Although research finds marijuana less addictive than alcohol or tobacco and symptoms of marijuana withdrawal tend to be shorter-lived, a study on teens (2014) suggests marijuana dependence (notice I didn't say “addiction”) may be a bigger problem than many people realize.
For the small-scale study, researchers evaluated 127 teenagers being treated at an outpatient substance use disorder clinic in Boston.
The study by the Massachusetts General Hospital in Boston showed that of the 90 teens who cited marijuana as the substance they used most frequently, 76 met criteria for cannabis dependence – including increased tolerance of cannabis and unsuccessful efforts to cut back or stop using despite medical or psychological problems exacerbated by cannabis. And 36 of the 90 experienced anxiety, irritability, depression, or other symptoms considered hallmarks of drug dependence.
(David Freeman. “Marijuana Study Raises New Concerns About Pot Addiction In Teens.” Huffington Post. September 05, 2014.)
Finally, to close, contrary to common belief, the National Institute on Drug Abuse reports that marijuana can be addictive. Research suggests that about 1 in 11 users becomes addicted to marijuana (Anthony, 1994; Lopez-Quintero 2011). This number increases among those who start as teens (to about 17 percent, or 1 in 6) (Anthony, 2006) and among people who use marijuana daily (to 25-50 percent) (Hall & Pacula, 2003).

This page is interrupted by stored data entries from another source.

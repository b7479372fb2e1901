use crate::objects::ChainType;
use crate::signature::Signature;
use rust_decimal::Decimal;
use serde::{Deserialize, Serialize};

/// Request body for `POST /api/v1/orders`.
#[derive(Debug, Clone, PartialEq, Eq, Serialize, Deserialize)]
pub struct CreateOrderRequest {
    /// Merchant-side order id, unique per merchant.
    pub order_id: String,
    /// Amount in fiat units.
    pub amount: Decimal,
    pub chain_type: ChainType,
    #[serde(default, skip_serializing_if = "Option::is_none")]
    pub notify_url: Option<String>,
    #[serde(default, skip_serializing_if = "Option::is_none")]
    pub redirect_url: Option<String>,
}

impl Signature for CreateOrderRequest {}

#[derive(Debug, Clone, PartialEq, Eq, Serialize, Deserialize)]
pub struct CreateOrderResponse {
    pub trade_id: String,
    pub order_id: String,
    pub amount: Decimal,
    /// The exact token amount the payer must send.
    pub actual_amount: Decimal,
    pub receiving_address: String,
    pub chain_type: ChainType,
    /// Unix timestamp (seconds) after which the order expires.
    pub expiration_time: i64,
}

/// Request body for `POST /api/v1/orders/status`.
#[derive(Debug, Clone, PartialEq, Eq, Serialize, Deserialize)]
pub struct OrderStatusRequest {
    pub trade_id: String,
}

impl Signature for OrderStatusRequest {}

#[derive(Debug, Clone, PartialEq, Eq, Serialize, Deserialize)]
pub struct OrderStatusResponse {
    pub trade_id: String,
    pub order_id: String,
    pub status: OrderStatus,
    pub actual_amount: Decimal,
    pub receiving_address: String,
    pub chain_type: ChainType,
    #[serde(default, skip_serializing_if = "Option::is_none")]
    pub block_transaction_id: Option<String>,
    #[serde(default, skip_serializing_if = "Option::is_none")]
    pub redirect_url: Option<String>,
}

/// Order status as seen by merchants.
///
/// Database code keeps its own `sqlx::Type` mirror of this enum.
#[derive(Debug, Clone, Copy, PartialEq, Eq, Hash, Serialize, Deserialize)]
#[serde(rename_all = "snake_case")]
pub enum OrderStatus {
    AwaitingPayment,
    Paid,
    Expired,
}

impl std::fmt::Display for OrderStatus {
    fn fmt(&self, f: &mut std::fmt::Formatter<'_>) -> std::fmt::Result {
        match self {
            OrderStatus::AwaitingPayment => write!(f, "awaiting_payment"),
            OrderStatus::Paid => write!(f, "paid"),
            OrderStatus::Expired => write!(f, "expired"),
        }
    }
}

(Anthony J, Warner LA, Kessler RC. Comparative epidemiology of dependence on tobacco, alcohol, controlled substances, and inhalants: basic findings from the National Comorbidity Survey. Exp Clin Psychopharmacol. 1994;2:244-268.)
(Lopez-Quintero C, Pérez de los Cobos J, Hasin DS, et al. Probability and predictors of transition from first use to dependence on nicotine, alcohol, cannabis, and cocaine: results of the National Epidemiologic Survey on Alcohol and Related Conditions (NESARC). Drug Alcohol Depend. 2011;115(1-2):120-130.)
(Hall WD, Pacula RL. Cannabis Use and Dependence: Public Health and Public Policy. Cambridge, UK: Cambridge University Press; 2003.)
A significant area of concern? The amount of THC in marijuana has been increasing steadily over the past few decades. It is believed higher THC levels may mean a greater risk for addiction if users are regularly exposing themselves to high doses.